TASK PROMPT >> Write out once more the lines running from the top of the entries below to the line with "pub fn find(id: &str)", both ends included.

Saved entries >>

Content starts

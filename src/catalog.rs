/// Supported products
///
/// The catalog is fixed at compile time; the server resolves each product
/// from its manifest file.

use crate::state::data::ProductRef;

pub const PRODUCTS: &[ProductRef] = &[
    ProductRef { id: "ws-windows", display_name: "VMware Workstation Pro for Windows", manifest_file: "ws-windows.xml" },
    ProductRef { id: "ws-linux", display_name: "VMware Workstation Pro for Linux", manifest_file: "ws-linux.xml" },
    ProductRef { id: "fusion-universal", display_name: "VMware Fusion Pro for macOS (Universal)", manifest_file: "fusion-universal.xml" },
    ProductRef { id: "fusion-arm64", display_name: "VMware Fusion Pro for macOS (ARM64)", manifest_file: "fusion-arm64.xml" },
    ProductRef { id: "fusion-intel", display_name: "VMware Fusion Pro for macOS (Intel)", manifest_file: "fusion.xml" },
    ProductRef { id: "player-linux", display_name: "VMware Player for Linux", manifest_file: "player-linux.xml" },
    ProductRef { id: "player-windows", display_name: "VMware Player for Windows", manifest_file: "player-windows.xml" },
    ProductRef { id: "vmrc-linux", display_name: "VMware Remote Console for Linux", manifest_file: "vmrc-linux.xml" },
    ProductRef { id: "vmrc-macos", display_name: "VMware Remote Console for macOS", manifest_file: "vmrc-macos.xml" },
    ProductRef { id: "vmrc-windows", display_name: "VMware Remote Console for Windows", manifest_file: "vmrc-windows.xml" },
];

/// Look up a product by id
pub fn find(id: &str) -> Option<&'static ProductRef> {
    PRODUCTS.iter().find(|p| p.id == id)
}
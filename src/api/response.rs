/// Interpretation of API responses
///
/// Both endpoints answer with either a bare JSON array of entries, or an
/// envelope `{ "error": "...", "<key>": [...] }` carrying a message and an
/// optional partial list. Anything else is a protocol violation.

use serde::de::DeserializeOwned;
use serde_json::Value;

use crate::error::FetchError;
use crate::state::data::{DownloadableItem, SelectableVersion};

/// An entry type served as a list by one of the endpoints
pub trait Listing: DeserializeOwned + Clone {
    /// Key holding the partial list inside an error envelope
    const ENVELOPE_KEY: &'static str;
    /// What is being fetched, used in user-facing messages
    const NOUN: &'static str;
    /// Message shown when the server returns a valid empty list
    const EMPTY_NOTICE: &'static str;
    /// Message for a response of unexpected shape
    const MALFORMED: &'static str;

    /// Split a fetch result into the entries to display and the message to show
    fn settle(result: Result<Listed<Self>, FetchError>) -> (Vec<Self>, Option<String>) {
        match result {
            Ok(Listed::Entries(entries)) => (entries, None),
            Ok(Listed::Empty) => (Vec::new(), Some(Self::EMPTY_NOTICE.to_string())),
            Ok(Listed::Rejected { message, partial }) => (partial, Some(message)),
            Err(err) => (Vec::new(), Some(format!("Error fetching {}: {}", Self::NOUN, err))),
        }
    }
}

impl Listing for SelectableVersion {
    const ENVELOPE_KEY: &'static str = "versions";
    const NOUN: &'static str = "versions list";
    const EMPTY_NOTICE: &'static str = "No versions found for this product.";
    const MALFORMED: &'static str = "Received invalid data structure for versions list from API.";
}

impl Listing for DownloadableItem {
    const ENVELOPE_KEY: &'static str = "items";
    const NOUN: &'static str = "download items";
    const EMPTY_NOTICE: &'static str = "No downloadable items found for this version.";
    const MALFORMED: &'static str = "Received invalid data structure for download items.";
}

/// A successfully interpreted response
#[derive(Debug, Clone, PartialEq)]
pub enum Listed<T> {
    /// A non-empty list
    Entries(Vec<T>),
    /// A valid, empty list
    Empty,
    /// The server reported an error, possibly with some entries anyway
    Rejected { message: String, partial: Vec<T> },
}

/// Interpret a raw HTTP status and body
pub fn interpret<T: Listing>(status: u16, body: &str) -> Result<Listed<T>, FetchError> {
    if !(200..300).contains(&status) {
        let message = serde_json::from_str::<Value>(body)
            .ok()
            .as_ref()
            .and_then(error_message)
            .unwrap_or_else(|| format!("Failed to fetch {} ({})", T::NOUN, status));
        return Err(FetchError::Transport(message));
    }

    let value: Value =
        serde_json::from_str(body).map_err(|e| FetchError::Decode(e.to_string()))?;

    if let Some(message) = error_message(&value) {
        let partial = match value.get(T::ENVELOPE_KEY) {
            None | Some(Value::Null) => Vec::new(),
            Some(list) => entries::<T>(list.clone())?,
        };
        return Ok(Listed::Rejected { message, partial });
    }

    match value {
        Value::Array(_) => {
            let list = entries::<T>(value)?;
            if list.is_empty() {
                Ok(Listed::Empty)
            } else {
                Ok(Listed::Entries(list))
            }
        }
        _ => Err(FetchError::MalformedResponse(T::MALFORMED)),
    }
}

/// Non-empty `error` string of an envelope object
fn error_message(value: &Value) -> Option<String> {
    match value.get("error") {
        Some(Value::String(message)) if !message.is_empty() => Some(message.clone()),
        _ => None,
    }
}

fn entries<T: Listing>(value: Value) -> Result<Vec<T>, FetchError> {
    serde_json::from_value(value).map_err(|_| FetchError::MalformedResponse(T::MALFORMED))
}

#[cfg(test)]
mod tests {
    use super::*;

    const VERSION: &str = r#"{
        "idForClientSelection": "k1",
        "displayVersion": "17.6.1",
        "version": "17.6.1",
        "build": "24319023",
        "platformOrArch": "windows",
        "gzFilePath": "ws/17.6.1/24319023/windows/core/metadata.xml.gz"
    }"#;

    #[test]
    fn test_direct_list() {
        let body = format!("[{}]", VERSION);
        match interpret::<SelectableVersion>(200, &body).unwrap() {
            Listed::Entries(list) => assert_eq!(list[0].selection_key, "k1"),
            other => panic!("unexpected: {:?}", other),
        }
    }

    #[test]
    fn test_empty_list_is_not_a_failure() {
        let listed = interpret::<SelectableVersion>(200, "[]").unwrap();
        assert_eq!(listed, Listed::Empty);

        let (entries, notice) = SelectableVersion::settle(Ok(listed));
        assert!(entries.is_empty());
        assert_eq!(notice.as_deref(), Some("No versions found for this product."));
    }

    #[test]
    fn test_envelope_with_partial_list() {
        let body = format!(r#"{{"error": "Some versions failed", "versions": [{}]}}"#, VERSION);
        let listed = interpret::<SelectableVersion>(200, &body).unwrap();

        let (entries, notice) = SelectableVersion::settle(Ok(listed));
        assert_eq!(entries.len(), 1);
        assert_eq!(notice.as_deref(), Some("Some versions failed"));
    }

    #[test]
    fn test_envelope_without_list_defaults_to_empty() {
        let listed = interpret::<DownloadableItem>(200, r#"{"error": "Manifest missing"}"#).unwrap();
        assert_eq!(
            listed,
            Listed::Rejected { message: "Manifest missing".to_string(), partial: Vec::new() }
        );
    }

    #[test]
    fn test_unexpected_shape_is_malformed() {
        let err = interpret::<DownloadableItem>(200, r#"{"items": []}"#).unwrap_err();
        assert_eq!(
            err,
            FetchError::MalformedResponse("Received invalid data structure for download items.")
        );

        // An empty error string does not make a valid envelope
        let err = interpret::<SelectableVersion>(200, r#"{"error": ""}"#).unwrap_err();
        assert!(matches!(err, FetchError::MalformedResponse(_)));

        // Array entries of the wrong shape
        let err = interpret::<SelectableVersion>(200, r#"[{"name": 1}]"#).unwrap_err();
        assert!(matches!(err, FetchError::MalformedResponse(_)));
    }

    #[test]
    fn test_invalid_json_is_decode_error() {
        let err = interpret::<SelectableVersion>(200, "<html>").unwrap_err();
        assert!(matches!(err, FetchError::Decode(_)));
    }

    #[test]
    fn test_error_status_prefers_body_message() {
        let err = interpret::<SelectableVersion>(404, r#"{"error": "Unknown product"}"#).unwrap_err();
        assert_eq!(err, FetchError::Transport("Unknown product".to_string()));

        let (_, notice) = SelectableVersion::settle(Err(err));
        assert_eq!(notice.as_deref(), Some("Error fetching versions list: Unknown product"));
    }

    #[test]
    fn test_error_status_falls_back_to_generic_message() {
        let err = interpret::<DownloadableItem>(502, "Bad Gateway").unwrap_err();
        assert_eq!(
            err,
            FetchError::Transport("Failed to fetch download items (502)".to_string())
        );
    }
}
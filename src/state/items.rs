/// Item Resolver
///
/// Fetches the downloadable files of one fully specified version. Only
/// runs on explicit submission, never on version selection alone.

use log::{debug, error, info};

use super::data::{DownloadableItem, SelectableVersion};
use super::slot::{Completion, RequestSlot};
use crate::api::client::DetailsQuery;
use crate::api::response::{Listed, Listing};
use crate::error::FetchError;

/// Binds a details request to the (product, version) selection that triggered it
#[derive(Debug, Clone, PartialEq, Eq)]
pub struct DetailsTicket {
    pub generation: u64,
    pub product_id: String,
    pub selection_key: String,
}

/// A details request ready to be sent
#[derive(Debug, Clone, PartialEq, Eq)]
pub struct DetailsRequest {
    pub ticket: DetailsTicket,
    pub query: DetailsQuery,
}

#[derive(Debug, Default)]
pub struct ItemResolver {
    items: Vec<DownloadableItem>,
    slot: RequestSlot,
}

impl ItemResolver {
    pub fn items(&self) -> &[DownloadableItem] {
        &self.items
    }

    pub fn is_loading(&self) -> bool {
        self.slot.is_loading()
    }

    /// Drop the items and forget any pending request
    pub(crate) fn reset(&mut self) {
        self.items.clear();
        self.slot.cancel();
    }

    /// Start fetching the items of `version`, superseding any earlier fetch
    pub(crate) fn begin(&mut self, product_id: &str, version: &SelectableVersion) -> DetailsRequest {
        self.items.clear();
        let generation = self.slot.start();
        info!(
            "🔍 Fetching download details for {} {} build {} (#{})",
            product_id, version.version_string, version.build_id, generation
        );

        DetailsRequest {
            ticket: DetailsTicket {
                generation,
                product_id: product_id.to_string(),
                selection_key: version.selection_key.clone(),
            },
            query: DetailsQuery {
                product_id: product_id.to_string(),
                version: version.version_string.clone(),
                build: version.build_id.clone(),
                platform_or_arch: version.platform_or_arch.clone(),
                manifest_path: version.manifest_path.clone(),
            },
        }
    }

    /// Apply a finished fetch against the live (product, version) selection.
    /// Along with the completion, returns the message to show (if any).
    pub(crate) fn complete(
        &mut self,
        ticket: &DetailsTicket,
        live: (Option<&str>, Option<&str>),
        result: Result<Listed<DownloadableItem>, FetchError>,
    ) -> (Completion, Option<String>) {
        let matches = live.0 == Some(ticket.product_id.as_str())
            && live.1 == Some(ticket.selection_key.as_str());
        if !matches || !self.slot.finish(ticket.generation) {
            debug!(
                "Discarding stale download details for {}/{} (#{})",
                ticket.product_id, ticket.selection_key, ticket.generation
            );
            return (Completion::Discarded, None);
        }

        if let Err(err) = &result {
            error!(
                "Error fetching download details for {}/{}: {}",
                ticket.product_id, ticket.selection_key, err
            );
        }
        let (items, notice) = DownloadableItem::settle(result);
        info!("📦 {} downloadable items for {}", items.len(), ticket.selection_key);
        self.items = items;
        (Completion::Applied, notice)
    }
}
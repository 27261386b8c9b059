/// One-slot request arena
///
/// Each resolver owns exactly one slot. Starting a request bumps the
/// generation, so any response still in flight for an older generation
/// no longer matches and gets dropped on arrival. Nothing is queued and
/// nothing is aborted at the transport level.

/// Tracks the single "current" request of a resolver
#[derive(Debug, Default)]
pub struct RequestSlot {
    generation: u64,
    in_flight: bool,
}

/// What happened to a response handed back to a resolver
#[derive(Debug, Clone, Copy, PartialEq, Eq)]
pub enum Completion {
    /// The response matched the live request and was applied
    Applied,
    /// The response belonged to a superseded request and was ignored
    Discarded,
}

impl RequestSlot {
    /// Start a new request, superseding whatever was in flight
    pub fn start(&mut self) -> u64 {
        self.generation += 1;
        self.in_flight = true;
        self.generation
    }

    /// Abandon the current request without starting another
    pub fn cancel(&mut self) {
        self.generation += 1;
        self.in_flight = false;
    }

    /// Accept a response for `generation` if it is still the live request.
    /// Returns `false` for stale or already-finished generations.
    pub fn finish(&mut self, generation: u64) -> bool {
        if self.in_flight && generation == self.generation {
            self.in_flight = false;
            true
        } else {
            false
        }
    }

    pub fn is_loading(&self) -> bool {
        self.in_flight
    }
}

Content ends

ANSWER TO THE EXERCISE >>
filename src/catalog.rs
/// Supported products
///
/// The catalog is fixed at compile time; the server resolves each product
/// from its manifest file.

use crate::state::data::ProductRef;

pub const PRODUCTS: &[ProductRef] = &[
    ProductRef { id: "ws-windows", display_name: "VMware Workstation Pro for Windows", manifest_file: "ws-windows.xml" },
    ProductRef { id: "ws-linux", display_name: "VMware Workstation Pro for Linux", manifest_file: "ws-linux.xml" },
    ProductRef { id: "fusion-universal", display_name: "VMware Fusion Pro for macOS (Universal)", manifest_file: "fusion-universal.xml" },
    ProductRef { id: "fusion-arm64", display_name: "VMware Fusion Pro for macOS (ARM64)", manifest_file: "fusion-arm64.xml" },
    ProductRef { id: "fusion-intel", display_name: "VMware Fusion Pro for macOS (Intel)", manifest_file: "fusion.xml" },
    ProductRef { id: "player-linux", display_name: "VMware Player for Linux", manifest_file: "player-linux.xml" },
    ProductRef { id: "player-windows", display_name: "VMware Player for Windows", manifest_file: "player-windows.xml" },
    ProductRef { id: "vmrc-linux", display_name: "VMware Remote Console for Linux", manifest_file: "vmrc-linux.xml" },
    ProductRef { id: "vmrc-macos", display_name: "VMware Remote Console for macOS", manifest_file: "vmrc-macos.xml" },
    ProductRef { id: "vmrc-windows", display_name: "VMware Remote Console for Windows", manifest_file: "vmrc-windows.xml" },
];

/// Look up a product by id
pub fn find(id: &str) -> Option<&'static ProductRef> {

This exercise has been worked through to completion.